Okay, so you won’t find that last one in any newspaper. But my point is this – there are burst of light all around you trying to pierce the darkness, and chances for you to shine a little light of your own too.
But if we’re going to survive the next ten years as a species, more than just looking for a little light will be required.
We need to be the light.
It starts small – doing the things we can in our own lives to make the world a little better. It’s something that Mark has encouraged both of us to think about, every morning. Compost your food waste. Say something nice to a stranger. Share something true and beautiful on social media. Get reusable cups for your coffee runs to Starbucks.
Each flicker of light is the start of a blazing sun.
But we need to scale it up, too. Have some of the hard conversations with earnest people who have different points of view. Look at some of the world’s intractable problems and step beyond black and white into the uncomfortable shades of gray in between. Encourage understanding where it’s lacking. Talk peace where there’s war. Share food where there’s hunger. Elevate someone else’s needs above your own.
Writers have a unique ability and responsibility to inject a little light into the world, too. Our words can illuminate a path, seeding ideas that might bloom into something better. We can imagine a world our kids will thank us for leaving to them instead of cursing us for the wreckage we have left behind.

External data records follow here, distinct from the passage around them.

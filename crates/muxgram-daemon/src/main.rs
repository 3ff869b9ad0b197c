//! muxgramd, the bridge daemon binary.
//!
//! Bootstraps configuration, store, IPC server, Telegram adapter and
//! router; runs the event loop until a signal or fatal store error; then
//! shuts down in order: stop accepting IPC, stop the long-poll, flush
//! in-flight work best-effort, unlink the socket, release the PID lock,
//! close the store.

#![deny(unsafe_code)]
#![deny(clippy::all)]
#![warn(unreachable_pub)]
#![deny(clippy::unwrap_used)]

use std::sync::Arc;

use anyhow::Context;
use tokio::signal::unix::{signal, SignalKind};
use tokio::sync::mpsc;
use tokio_util::sync::CancellationToken;
use tracing::{error, info};
use tracing_subscriber::layer::SubscriberExt;
use tracing_subscriber::util::SubscriberInitExt;
use tracing_subscriber::EnvFilter;

use muxgram_config::BridgeConfig;
use muxgram_daemon::{reaper, Router};
use muxgram_inject::{Multiplexer, TmuxMultiplexer};
use muxgram_ipc::IpcServer;
use muxgram_store::SessionStore;
use muxgram_telegram::{TelegramChat, TelegramListener};

fn init_tracing(config: &BridgeConfig) -> anyhow::Result<()> {
    let filter = EnvFilter::try_from_default_env().unwrap_or_else(|_| {
        EnvFilter::new(
            "warn,muxgram_core=info,muxgram_config=info,muxgram_store=info,\
             muxgram_ipc=info,muxgram_inject=info,muxgram_telegram=info,\
             muxgram_daemon=info,muxgramd=info",
        )
    });
    let stderr_layer = tracing_subscriber::fmt::layer().with_writer(std::io::stderr);
    if config.debug_log {
        let file = std::fs::OpenOptions::new()
            .create(true)
            .append(true)
            .open(&config.paths.debug_log)
            .with_context(|| format!("open {}", config.paths.debug_log.display()))?;
        tracing_subscriber::registry()
            .with(filter)
            .with(stderr_layer)
            .with(
                tracing_subscriber::fmt::layer()
                    .with_ansi(false)
                    .with_writer(std::sync::Mutex::new(file)),
            )
            .init();
    } else {
        tracing_subscriber::registry()
            .with(filter)
            .with(stderr_layer)
            .init();
    }
    Ok(())
}

#[tokio::main]
async fn main() -> anyhow::Result<()> {
    let config = BridgeConfig::from_env().context("configuration")?;
    config.paths.ensure_dirs().context("runtime directory")?;
    init_tracing(&config)?;

    let store = Arc::new(
        SessionStore::open(&config.paths.store)
            .with_context(|| format!("open store {}", config.paths.store.display()))?,
    );

    let shutdown = CancellationToken::new();
    let (events_tx, mut events_rx) = mpsc::channel(256);
    let server = IpcServer::bind(
        &config.paths.socket,
        &config.paths.pid_file,
        events_tx,
        shutdown.clone(),
    )
    .await
    .context("bind ipc server")?;
    let broadcaster = server.broadcaster();

    let bot = teloxide::Bot::new(config.bot_token.clone());
    let chat = Arc::new(TelegramChat::new(bot.clone(), config.chat_id));
    let mux: Arc<dyn Multiplexer> = Arc::new(TmuxMultiplexer::new());

    // Best-effort: note a CLI pane on the default server. The
    // authoritative mapping always comes from event metadata.
    if let Ok(Some(target)) = mux.discover().await {
        info!(target = %target, "discovered a CLI pane on the default server");
    }

    let (chat_tx, mut chat_rx) = mpsc::channel(64);
    let listener = TelegramListener::spawn(bot, config.chat_id, chat_tx);

    let router = Router::new(config.clone(), store, chat, mux, broadcaster);
    router.recover().await.context("recover sessions")?;
    let ipc_task = tokio::spawn(server.run());
    let reaper_task = tokio::spawn(reaper::run(
        router.clone(),
        reaper::REAPER_PERIOD,
        shutdown.clone(),
    ));

    info!(
        socket = %config.paths.socket.display(),
        store = %config.paths.store.display(),
        chat_id = config.chat_id,
        use_threads = config.use_threads,
        "bridge daemon running"
    );

    let mut sigterm = signal(SignalKind::terminate()).context("install SIGTERM handler")?;
    loop {
        tokio::select! {
            result = tokio::signal::ctrl_c() => {
                if let Err(e) = result {
                    error!(error = %e, "signal handler failed");
                }
                info!("interrupt received; shutting down");
                break;
            }
            _ = sigterm.recv() => {
                info!("SIGTERM received; shutting down");
                break;
            }
            () = shutdown.cancelled() => {
                // A fatal error elsewhere (reaper store failure) cancelled us.
                break;
            }
            envelope = events_rx.recv() => match envelope {
                Some(envelope) => {
                    if let Err(e) = router.handle_event(envelope).await {
                        error!(error = %e, "fatal store error in event handler");
                        break;
                    }
                }
                None => break,
            },
            update = chat_rx.recv() => match update {
                Some(update) => {
                    if let Err(e) = router.handle_chat(update).await {
                        error!(error = %e, "fatal store error in chat handler");
                        break;
                    }
                }
                None => break,
            },
        }
    }

    // Shutdown order: stop accepting IPC, stop the long-poll, then wait
    // for the workers. Socket unlink and PID release happen as the server
    // task finishes; the store closes when its last Arc drops.
    shutdown.cancel();
    listener.stop().await;
    let _ = ipc_task.await;
    let _ = reaper_task.await;
    info!("shutdown complete");
    Ok(())
}
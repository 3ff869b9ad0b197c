//! The chat adapter trait and inbound update types.

use async_trait::async_trait;

use crate::error::ChatResult;

/// An inline button under a message.
#[derive(Debug, Clone, PartialEq, Eq)]
pub struct Button {
    /// Visible label.
    pub label: String,
    /// Callback payload (≤ 64 bytes on Telegram).
    pub data: String,
}

impl Button {
    /// Build a button.
    pub fn new(label: impl Into<String>, data: impl Into<String>) -> Self {
        Self {
            label: label.into(),
            data: data.into(),
        }
    }
}

/// Outbound chat capabilities the router depends on.
///
/// `thread_id` is `None` for the chat's general area; the router only ever
/// passes `None` for messages that must not land in a session thread.
#[async_trait]
pub trait ChatAdapter: Send + Sync {
    /// Send an HTML message; returns the id of the (first) sent message.
    async fn send_html(&self, thread_id: Option<i64>, html: &str) -> ChatResult<i64>;

    /// Send an HTML message with one row of inline buttons per chunk of
    /// two; returns the id of the message carrying the buttons.
    async fn send_with_buttons(
        &self,
        thread_id: Option<i64>,
        html: &str,
        buttons: &[Button],
    ) -> ChatResult<i64>;

    /// Create a forum topic; returns its thread id.
    async fn create_forum_topic(&self, name: &str, color_index: usize) -> ChatResult<i64>;

    /// Rename a forum topic (annotations often arrive after the first
    /// event already forced creation under a bare title).
    async fn rename_forum_topic(&self, thread_id: i64, name: &str) -> ChatResult<()>;

    /// Close a forum topic.
    async fn close_forum_topic(&self, thread_id: i64) -> ChatResult<()>;

    /// Remove the inline keyboard from a previously sent message.
    async fn clear_buttons(&self, message_id: i64) -> ChatResult<()>;
}

/// Inbound updates forwarded from the long-poll listener to the router.
#[derive(Debug, Clone, PartialEq)]
pub enum ChatUpdate {
    /// A text message in the daemon's chat.
    Message {
        /// Thread it arrived in; `None` for the general area.
        thread_id: Option<i64>,
        /// The text.
        text: String,
        /// Sender, when Telegram reports one.
        user_id: Option<u64>,
    },
    /// An inline-button press (already acknowledged by the listener).
    Callback {
        /// The button's payload.
        data: String,
        /// Who pressed it.
        user_id: u64,
        /// The message carrying the button, when still accessible.
        message_id: Option<i64>,
        /// Thread of that message, when known.
        thread_id: Option<i64>,
    },
}
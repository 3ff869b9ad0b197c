//! Timer loop driving the stale-session sweep and approval expiry.

use std::sync::Arc;
use std::time::Duration;

use chrono::Utc;
use tokio::time::MissedTickBehavior;
use tokio_util::sync::CancellationToken;
use tracing::error;

use crate::router::Router;

/// How often the sweep runs.
pub const REAPER_PERIOD: Duration = Duration::from_secs(5 * 60);

/// Run the reaper until shutdown. A store error here is as fatal as it is
/// anywhere else: the loop cancels the shared token so the daemon exits.
pub async fn run(router: Arc<Router>, period: Duration, shutdown: CancellationToken) {
    let mut ticker = tokio::time::interval(period);
    ticker.set_missed_tick_behavior(MissedTickBehavior::Delay);
    // The first tick of `interval` fires immediately; skip it so startup
    // does not race event processing with a sweep.
    ticker.tick().await;
    loop {
        tokio::select! {
            () = shutdown.cancelled() => break,
            _ = ticker.tick() => {
                if let Err(e) = router.reap_once(Utc::now()).await {
                    error!(error = %e, "store failure in reaper; shutting down");
                    shutdown.cancel();
                    break;
                }
            }
        }
    }
}
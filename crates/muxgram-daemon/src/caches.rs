//! Short-lived in-memory caches owned by the router.
//!
//! The store is the source of truth; these hold only transient state that
//! never needs to survive a restart: the self-echo dedup window and the
//! tool-input entries behind "Details" buttons.

use std::collections::HashMap;
use std::hash::Hash;
use std::time::{Duration, Instant};

/// Key-value cache whose entries expire after a fixed TTL.
///
/// Expired entries are swept on every insert, so the cache stays bounded
/// by the insert rate over one TTL window.
#[derive(Debug)]
pub struct TtlCache<K, V> {
    ttl: Duration,
    entries: HashMap<K, (V, Instant)>,
}

impl<K: Eq + Hash, V> TtlCache<K, V> {
    /// Create a cache with the given entry lifetime.
    pub fn new(ttl: Duration) -> Self {
        Self {
            ttl,
            entries: HashMap::new(),
        }
    }

    /// Insert an entry, sweeping expired ones first.
    pub fn insert(&mut self, key: K, value: V) {
        let now = Instant::now();
        self.entries
            .retain(|_, (_, deadline)| *deadline > now);
        self.entries.insert(key, (value, now + self.ttl));
    }

    /// Fetch a live entry.
    pub fn get(&self, key: &K) -> Option<&V> {
        self.entries.get(key).and_then(|(value, deadline)| {
            if *deadline > Instant::now() {
                Some(value)
            } else {
                None
            }
        })
    }

    /// Remove an entry, returning it if it was still live.
    pub fn take(&mut self, key: &K) -> Option<V> {
        let (value, deadline) = self.entries.remove(key)?;
        if deadline > Instant::now() {
            Some(value)
        } else {
            None
        }
    }

    /// Number of entries, counting not-yet-swept expired ones.
    pub fn len(&self) -> usize {
        self.entries.len()
    }

    /// Whether the cache holds no entries at all.
    pub fn is_empty(&self) -> bool {
        self.entries.is_empty()
    }
}

/// Membership set with a TTL per entry; used for self-echo suppression.
#[derive(Debug)]
pub struct TtlSet<K: Eq + Hash> {
    inner: TtlCache<K, ()>,
}

impl<K: Eq + Hash> TtlSet<K> {
    /// Create a set with the given entry lifetime.
    pub fn new(ttl: Duration) -> Self {
        Self {
            inner: TtlCache::new(ttl),
        }
    }

    /// Record a key.
    pub fn insert(&mut self, key: K) {
        self.inner.insert(key, ());
    }

    /// Remove a key, reporting whether it was live; one suppression per
    /// recorded injection.
    pub fn take(&mut self, key: &K) -> bool {
        self.inner.take(key).is_some()
    }

    /// Non-consuming membership check.
    pub fn contains(&self, key: &K) -> bool {
        self.inner.get(key).is_some()
    }
}
//! Approval operations.

use chrono::{DateTime, Utc};
use rusqlite::{params, OptionalExtension};

use muxgram_core::{ApprovalId, ApprovalRecord, ApprovalStatus};

use crate::error::StoreResult;
use crate::store::{approval_from_row, SessionStore, APPROVAL_COLUMNS};

impl SessionStore {
    /// Persist a fresh approval row.
    ///
    /// # Errors
    ///
    /// Store-level errors only.
    pub fn insert_approval(&self, record: &ApprovalRecord) -> StoreResult<()> {
        self.conn().execute(
            "INSERT INTO approvals
                 (id, session_id, prompt, created_at, expires_at, status, message_id)
             VALUES (?1, ?2, ?3, ?4, ?5, ?6, ?7)",
            params![
                record.id.as_str(),
                record.session_id.as_str(),
                record.prompt,
                record.created_at.to_rfc3339(),
                record.expires_at.to_rfc3339(),
                record.status.as_str(),
                record.message_id,
            ],
        )?;
        Ok(())
    }

    /// Fetch one approval by id.
    ///
    /// # Errors
    ///
    /// Store-level errors only; an absent row is `Ok(None)`.
    pub fn get_approval(&self, id: &ApprovalId) -> StoreResult<Option<ApprovalRecord>> {
        let conn = self.conn();
        let raw = conn
            .query_row(
                &format!("SELECT {APPROVAL_COLUMNS} FROM approvals WHERE id = ?1"),
                params![id.as_str()],
                approval_from_row,
            )
            .optional()?;
        raw.map(super::store::RawApproval::into_record).transpose()
    }

    /// Record the chat message that carries the buttons.
    ///
    /// # Errors
    ///
    /// Store-level errors only.
    pub fn set_approval_message(&self, id: &ApprovalId, message_id: i64) -> StoreResult<()> {
        self.conn().execute(
            "UPDATE approvals SET message_id = ?2 WHERE id = ?1",
            params![id.as_str(), message_id],
        )?;
        Ok(())
    }

    /// Move a pending approval to a terminal state.
    ///
    /// Exactly one terminal transition happens per approval: the update is
    /// guarded on `status = 'pending'` and the return value says whether
    /// this call won. A late button press after expiry (or a second press)
    /// returns `false` and must cause no side-effects.
    ///
    /// # Errors
    ///
    /// Store-level errors only.
    pub fn resolve_approval(&self, id: &ApprovalId, status: ApprovalStatus) -> StoreResult<bool> {
        debug_assert!(status != ApprovalStatus::Pending);
        let changed = self.conn().execute(
            "UPDATE approvals SET status = ?2
             WHERE id = ?1 AND status = 'pending'",
            params![id.as_str(), status.as_str()],
        )?;
        Ok(changed == 1)
    }

    /// Expire every pending approval whose deadline has passed.
    ///
    /// Returns how many rows transitioned.
    ///
    /// # Errors
    ///
    /// Store-level errors only.
    pub fn expire_approvals(&self, now: DateTime<Utc>) -> StoreResult<usize> {
        let changed = self.conn().execute(
            "UPDATE approvals SET status = 'expired'
             WHERE status = 'pending' AND expires_at <= ?1",
            params![now.to_rfc3339()],
        )?;
        Ok(changed)
    }
}
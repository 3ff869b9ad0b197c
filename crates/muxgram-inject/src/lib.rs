//! Injection of chat replies into the terminal pane hosting the CLI.
//!
//! All multiplexer work goes through the [`Multiplexer`] trait; the real
//! implementation shells out to the `tmux` binary with argv arrays: no
//! shell, no quoting, and the `-S <socket>` flag on every invocation for
//! which a control socket is known. User text is always delivered with
//! `-l` (literal mode) so it can never be interpreted as key chords.

#![deny(unsafe_code)]
#![warn(missing_docs)]
#![deny(clippy::all)]
#![warn(unreachable_pub)]
#![deny(clippy::unwrap_used)]
#![cfg_attr(test, allow(clippy::unwrap_used))]

mod error;
mod tmux;

pub use error::{InjectError, InjectResult};
pub use tmux::{ControlKey, Multiplexer, PaneAddress, TmuxMultiplexer};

Chaos is a virus that spreads on flames of darkness and fear.
But kindness is a virus too, a spark carried up above those fires to float through the air, before settling to the ground in someplace far away and unexpected, a seed that can grow something hopeful and bright.
So take heart, my friends. Turn away from the endless drumbeat of darkness and despair. Look for and share bits of light, of truth, of beauty. Of your glorious self.
Be the brightness we all need so desperately. Light by light, the world will change.